Es una puerta abierta a una realidad que nos pone en contacto con personas que han hecho del compromiso su forma de vida y que luchan a diario para lograr mejorar la vida de los sectores más marginales y humildes de la sociedad.

Otra espléndida muestra del buen hacer del cineasta argentino Pablo Trapero, uno de los más relevantes de su país, tras logros del calibre de Familia rodante y, sobre todo, Leonera y Carancho. La convicción que desprenden sus fotogramas es fruto de unos personajes modelados con verdadera precisión y con un margen de sensibilidad muy amplio. Esta es una de esas películas que entran a formar parte del espíritu colectivo del auditorio porque habla un idioma que llega al corazón. Un factor en el que es esencial la contundente labor de tres actores excelentes, el imprescindible Ricardo Darín, una Martina Gusman en alza notable y el belga, descubierto por los hermanos Dardenne, Jeremie Renier.

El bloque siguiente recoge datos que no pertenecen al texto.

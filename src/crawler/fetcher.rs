//! HTTP fetcher implementation
//!
//! One GET per URL with a fixed timeout, bounded redirect following, and a
//! descriptive user agent. Every failure mode collapses to "no content":
//! the crawl controller never distinguishes fetch-failure causes.

use crate::config::{CrawlerConfig, UserAgentConfig};
use reqwest::{redirect::Policy, Client};
use std::time::Duration;

/// Builds the HTTP client used for all page fetches
///
/// The user agent follows the crawler convention
/// `Name/Version (+ContactURL; ContactEmail)` so site operators can
/// identify and reach us.
///
/// # Arguments
///
/// * `crawler` - Timeout and redirect limits
/// * `user_agent` - Identification fields for the UA header
///
/// # Returns
///
/// * `Ok(Client)` - Successfully built HTTP client
/// * `Err(reqwest::Error)` - Failed to build client
pub fn build_http_client(
    crawler: &CrawlerConfig,
    user_agent: &UserAgentConfig,
) -> Result<Client, reqwest::Error> {
    let ua = format!(
        "{}/{} (+{}; {})",
        user_agent.crawler_name,
        user_agent.crawler_version,
        user_agent.contact_url,
        user_agent.contact_email
    );

    Client::builder()
        .user_agent(ua)
        .timeout(Duration::from_secs(crawler.request_timeout_secs))
        .connect_timeout(Duration::from_secs(10))
        .redirect(Policy::limited(crawler.max_redirects))
        .gzip(true)
        .brotli(true)
        .build()
}

/// Fetches a URL, returning its body text or nothing
///
/// Network errors, timeouts, redirect-limit hits, non-success status
/// codes, and non-HTML content types are all treated uniformly: logged
/// and mapped to `None`. Nothing escapes this boundary as an error.
///
/// # Arguments
///
/// * `client` - The HTTP client to use
/// * `url` - The URL to fetch
pub async fn fetch_page(client: &Client, url: &str) -> Option<String> {
    let response = match client.get(url).send().await {
        Ok(response) => response,
        Err(e) => {
            if e.is_timeout() {
                tracing::warn!("Timeout fetching {}", url);
            } else if e.is_redirect() {
                tracing::warn!("Redirect limit reached fetching {}", url);
            } else {
                tracing::warn!("Network error fetching {}: {}", url, e);
            }
            return None;
        }
    };

    let status = response.status();
    if !status.is_success() {
        tracing::debug!("Non-success status {} for {}", status, url);
        return None;
    }

    // Only textual content is worth scanning; PDFs, images, and other
    // binary payloads would feed garbage to the extractor and detector.
    // Sites do mis-serve HTML as text/plain, so any text/* passes; a
    // missing header gets the benefit of the doubt.
    if let Some(content_type) = response
        .headers()
        .get(reqwest::header::CONTENT_TYPE)
        .and_then(|value| value.to_str().ok())
    {
        let content_type = content_type.to_lowercase();
        if !content_type.starts_with("text/") && !content_type.contains("html") {
            tracing::debug!("Skipping content type '{}' for {}", content_type, url);
            return None;
        }
    }

    match response.text().await {
        Ok(body) => Some(body),
        Err(e) => {
            tracing::warn!("Failed to read body of {}: {}", url, e);
            None
        }
    }
}
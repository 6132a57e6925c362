//! Per-URL analysis pass: fetch, detect, classify
//!
//! Deliberately sequential: one fetch and one completion call in flight
//! at a time, so the target site sees a polite request rate and the
//! completion collaborator a bounded call rate, and results come back in
//! request order. This loop is the only place URL records move from
//! `Pending` to `Analyzed` or `Error`.

use crate::classifier::classify;
use crate::completion::CompletionModel;
use crate::config::Config;
use crate::crawler::{fetch_page, UrlRecord, UrlStatus};
use crate::detector::{detect, extract_title};
use crate::report::AnalysisResult;
use crate::ScanError;
use reqwest::Client;

/// Hard cap on URLs accepted by the analyze operation
pub const MAX_ANALYZE_URLS: usize = 500;

/// Analyzes each URL record in order, returning one result per record
///
/// Records are mutated in place: `Analyzed` after a successful pass,
/// `Error` when the page could not be fetched. A fetch failure still
/// yields a (finding-free) result for that URL; the loop never aborts
/// early on per-page trouble.
///
/// # Errors
///
/// `ScanError::Validation` when the record list is empty or exceeds the
/// cap; nothing is fetched in that case.
pub async fn analyze(
    client: &Client,
    model: &dyn CompletionModel,
    records: &mut [UrlRecord],
    config: &Config,
) -> Result<Vec<AnalysisResult>, ScanError> {
    if records.is_empty() {
        return Err(ScanError::Validation(
            "The analyze operation requires at least one URL".to_string(),
        ));
    }
    if records.len() > MAX_ANALYZE_URLS {
        return Err(ScanError::Validation(format!(
            "The analyze operation accepts at most {} URLs, got {}",
            MAX_ANALYZE_URLS,
            records.len()
        )));
    }

    tracing::info!("Analyzing {} URLs", records.len());
    let mut results = Vec::with_capacity(records.len());

    for record in records.iter_mut() {
        let Some(body) = fetch_page(client, &record.url).await else {
            record.status = UrlStatus::Error;
            results.push(AnalysisResult::new(record.url.clone(), None, Vec::new()));
            continue;
        };

        let title = extract_title(&body);
        let snippets = detect(&record.url, &body, &config.detection);
        tracing::debug!("{}: {} reference snippet(s)", record.url, snippets.len());

        let mut findings = Vec::with_capacity(snippets.len());
        for snippet in &snippets {
            // One call in flight at a time; per-snippet failures are
            // absorbed by the classifier's fallback tiers.
            let finding =
                classify(model, snippet, &config.hints, config.model.temperature).await;
            findings.push(finding);
        }

        record.status = UrlStatus::Analyzed;
        results.push(AnalysisResult::new(record.url.clone(), title, findings));
    }

    let with_findings = results.iter().filter(|r| r.has_legacy_references).count();
    tracing::info!(
        "Analysis complete: {} pages, {} with legacy references",
        results.len(),
        with_findings
    );

    Ok(results)
}

#[cfg(test)]
mod tests {
    use super::*;
    use crate::completion::MockCompletionModel;
    use crate::config::{Config, CrawlerConfig, UserAgentConfig};
    use crate::crawler::build_http_client;

    fn client() -> Client {
        build_http_client(&CrawlerConfig::default(), &UserAgentConfig::default()).unwrap()
    }

    #[tokio::test]
    async fn test_empty_list_is_validation_error() {
        let mock = MockCompletionModel::new();
        let mut records: Vec<UrlRecord> = Vec::new();
        let result = analyze(&client(), &mock, &mut records, &Config::default()).await;
        assert!(matches!(result.unwrap_err(), ScanError::Validation(_)));
    }

    #[tokio::test]
    async fn test_cap_is_validation_error() {
        let mock = MockCompletionModel::new();
        let mut records: Vec<UrlRecord> = (0..501)
            .map(|i| UrlRecord::new(format!("https://example.edu/p{}", i), 0))
            .collect();
        let result = analyze(&client(), &mock, &mut records, &Config::default()).await;
        assert!(matches!(result.unwrap_err(), ScanError::Validation(_)));
        // Validation happens before any network traffic
        assert!(mock.requests().await.is_empty());
    }

    #[tokio::test]
    async fn test_unreachable_url_marked_error() {
        let mock = MockCompletionModel::new();
        let mut records = vec![UrlRecord::new("http://127.0.0.1:1/".to_string(), 0)];
        let results = analyze(&client(), &mock, &mut records, &Config::default())
            .await
            .unwrap();

        assert_eq!(records[0].status, UrlStatus::Error);
        assert_eq!(results.len(), 1);
        assert!(!results[0].has_legacy_references);
        assert!(results[0].findings.is_empty());
    }
}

Por eso formó parte de la sección ´Una cierta mirada´ del Festival de Cannes. Ambientado en un poblado marginal de las afueras de Buenos Aires, en un ghetto en el que el narcotráfico es una de las señas de identidad, buena parte de su intensidad descansa sobre tres personajes, dos curas, el argentino Julián, que acaba de vivir una trágica experiencia en el Amazonas, y el francés Nicolás, y una asistente social, Luciana.

Los tres tienen una visión muy clara de cuál ha de ser su labor para conseguir paliar los tremendos problemas que aquejan a unos seres que viven circunstancias lamentables. Los dos primeros son sacerdotes obreros que anteponen sus deberes políticos y humanos a los específicamente religiosos, en tanto que la mujer es el complemento perfecto para poder mejorar unas infraestructuras penosas. Con este entorno físico y humano se perfila un drama que sitúa en posición privilegiada cuestiones como la amistad, la fe y la solidaridad.